La violence commence souvent là où l’intention n’existe même pas. Quand la société détourne les yeux, la violence progresse.

Ce que nous faisons – et pourquoi il faut changer d’échelle

À FDFA, nous avons créé, sous l’impulsion de la direction, ce qui n’existait nulle part ailleurs : des outils conçus par et pour les femmes en situation de handicap. Des outils pensés pour être appropriables, accessibles, utilisables.

Handimètre

Le Handi’Mètre – une innovation majeure
Initiée par Soraya Almansa et réalisée par Albertine Roux, cette création inédite permet de mesurer, qualifier et comprendre les violences vécues par les femmes en situation de handicap. Le contenu est adapté, simplifié, accessible. Les femmes peuvent se l’approprier : c’est leur outil, né de leurs réalités.

La Roue des violences – comprendre l’ensemble des violences
Également initiée par la direction, la Roue des violences a été réalisée par Léonie Humbert, étudiante à Sciences Po Paris, en stage à FDFA. Cette roue identifie clairement les violences psychologiques, économiques, administratives, institutionnelles, numériques, médicales… Toutes les violences que les femmes en situation de handicap subissent, mais que personne ne nomme.

La Frise chronologique – inscrire l’histoire dans le temps long
Toujours initiée par la direction, cette frise a été réalisée par Asanya Rey, étudiante à Sciences Po Paris et stagiaire FDFA et qui avait déjà conçu la campagne de sensibilisation « J’écoute. » Elle retrace les dates, les lois, les avancées, les combats pour aller vers une justice sociale. Elle montre le chemin parcouru et révèle les zones d’ombre de notre mémoire collective.

Ce que nous appelons de nos voeux

Nous voulons une société où :

  • la lutte contre les violences inclut toutes les femmes ;
  • l’accessibilité n’est pas optionnelle ;
  • les lieux d’accueil sont adaptés aux mobilités, aux corps et aux communications ;
  • les femmes handicapées participent aux décisions, pas seulement aux accompagnements ;
  • la vulnérabilité est perçue comme un appel à la responsabilité collective.

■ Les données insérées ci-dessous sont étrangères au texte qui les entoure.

//! Configuration handling for tablemerge

use serde::Serialize;

/// Columns kept from every file in the SKU merge flow
pub const SKU_COLUMNS: [&str; 5] = ["SellerName", "SellerSku", "PrimaryCategory", "Name", "Brand"];

/// Row key of the SKU merge flow when merging fields
pub const SKU_KEY_COLUMNS: [&str; 2] = ["SellerName", "SellerSku"];

/// Rows per chunk used by the audit-log flow
pub const DEFAULT_CHUNK_SIZE: usize = 80_000;

/// How duplicate rows are treated when tables are combined
#[derive(Debug, Clone, Copy, Default, PartialEq, Eq, Serialize)]
#[serde(rename_all = "kebab-case")]
pub enum DedupPolicy {
    /// Plain concatenation
    #[default]
    Append,
    /// Rows identical across all columns collapse to the first occurrence
    Identity,
    /// Rows sharing a key are unioned field by field, first non-empty value wins
    MergeFields,
}

impl std::str::FromStr for DedupPolicy {
    type Err = String;

    fn from_str(s: &str) -> Result<Self, Self::Err> {
        match s.to_lowercase().as_str() {
            "append" => Ok(DedupPolicy::Append),
            "identity" | "dedup-by-identity" => Ok(DedupPolicy::Identity),
            "merge-fields" | "dedup-merge-fields" => Ok(DedupPolicy::MergeFields),
            _ => Err(format!("Unknown dedup policy: {}", s)),
        }
    }
}

impl std::fmt::Display for DedupPolicy {
    fn fmt(&self, f: &mut std::fmt::Formatter<'_>) -> std::fmt::Result {
        match self {
            DedupPolicy::Append => write!(f, "append"),
            DedupPolicy::Identity => write!(f, "identity"),
            DedupPolicy::MergeFields => write!(f, "merge-fields"),
        }
    }
}

/// Configuration for a merge run
#[derive(Debug, Clone)]
pub struct Config {
    /// Field separator of delimited input
    pub separator: u8,
    /// Field separator of the written output
    pub output_separator: u8,
    /// For spreadsheets: which sheet to read (first sheet when unset)
    pub sheet_name: Option<String>,
    /// Columns every input must contain; the tables are restricted to them
    pub columns: Option<Vec<String>>,
    /// Dedup policy used when combining tables
    pub dedup_policy: DedupPolicy,
    /// Row key columns for `DedupPolicy::MergeFields`
    pub key_columns: Vec<String>,
    /// Split the categories column into id, label and path
    pub split_categories: bool,
    /// Maximum rows per output chunk; `None` writes a single file
    pub chunk_size: Option<usize>,
}

impl Default for Config {
    fn default() -> Self {
        Self {
            separator: b';',
            output_separator: b',',
            sheet_name: None,
            columns: None,
            dedup_policy: DedupPolicy::default(),
            key_columns: Vec::new(),
            split_categories: false,
            chunk_size: None,
        }
    }
}

impl Config {
    pub fn new() -> Self {
        Self::default()
    }

    /// Preset for merging seller SKU exports
    pub fn sku_merge() -> Self {
        Self::new()
            .with_columns(SKU_COLUMNS.iter().map(|c| c.to_string()).collect())
            .with_key_columns(SKU_KEY_COLUMNS.iter().map(|c| c.to_string()).collect())
    }

    /// Set the input separator
    pub fn with_separator(mut self, separator: u8) -> Self {
        self.separator = separator;
        self
    }

    /// Set the output separator
    pub fn with_output_separator(mut self, separator: u8) -> Self {
        self.output_separator = separator;
        self
    }

    /// Set Excel sheet name
    pub fn with_sheet_name(mut self, name: String) -> Self {
        self.sheet_name = Some(name);
        self
    }

    /// Restrict every input to these columns
    pub fn with_columns(mut self, columns: Vec<String>) -> Self {
        self.columns = Some(columns);
        self
    }

    pub fn with_dedup_policy(mut self, policy: DedupPolicy) -> Self {
        self.dedup_policy = policy;
        self
    }

    /// Set key columns for field merging
    pub fn with_key_columns(mut self, keys: Vec<String>) -> Self {
        self.key_columns = keys;
        self
    }

    pub fn with_split_categories(mut self, split: bool) -> Self {
        self.split_categories = split;
        self
    }

    /// Emit chunks of at most `size` rows instead of one file
    pub fn with_chunk_size(mut self, size: usize) -> Self {
        self.chunk_size = Some(size);
        self
    }
}

#[cfg(test)]
mod tests {
    use super::*;

    #[test]
    fn test_dedup_policy_from_str() {
        assert_eq!("append".parse::<DedupPolicy>(), Ok(DedupPolicy::Append));
        assert_eq!("Identity".parse::<DedupPolicy>(), Ok(DedupPolicy::Identity));
        assert_eq!(
            "dedup-merge-fields".parse::<DedupPolicy>(),
            Ok(DedupPolicy::MergeFields)
        );
        assert!("sometimes".parse::<DedupPolicy>().is_err());
    }

    #[test]
    fn test_sku_preset() {
        let config = Config::sku_merge();
        assert_eq!(config.separator, b';');
        assert_eq!(config.output_separator, b',');
        assert_eq!(config.columns.as_ref().map(Vec::len), Some(5));
        assert_eq!(config.key_columns, vec!["SellerName", "SellerSku"]);
        assert_eq!(config.dedup_policy, DedupPolicy::Append);
    }
}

Nous n’appelons pas à une rupture brutale. Nous appelons à un élargissement du regard, à une maturité collective nouvelle. Quand les plus invisibles deviennent visibles, tout le monde se relève. Depuis vingt ans, nous observons la même réalité :

  • Quand une femme en situation de handicap retrouve sa voix, la société s’élève.
  • Quand une femme sourde est entendue, tout le monde gagne.
  • Quand une femme en fauteuil peut fuir un danger, tout le monde gagne.
  • Quand une femme déficiente intellectuelle est crue, tout le monde gagne.
  • Quand une femme autiste est accueillie avec respect, tout le monde gagne.
Une société qui n’oublie aucune femme ne protège pas seulement les invisibles : elle devient meilleure.

Chantal Rialin, Présidente de Femmes pour le Dire Femmes pour Agir (FDFA) et Soraya Almansa, Directrice générale, décembre 2025.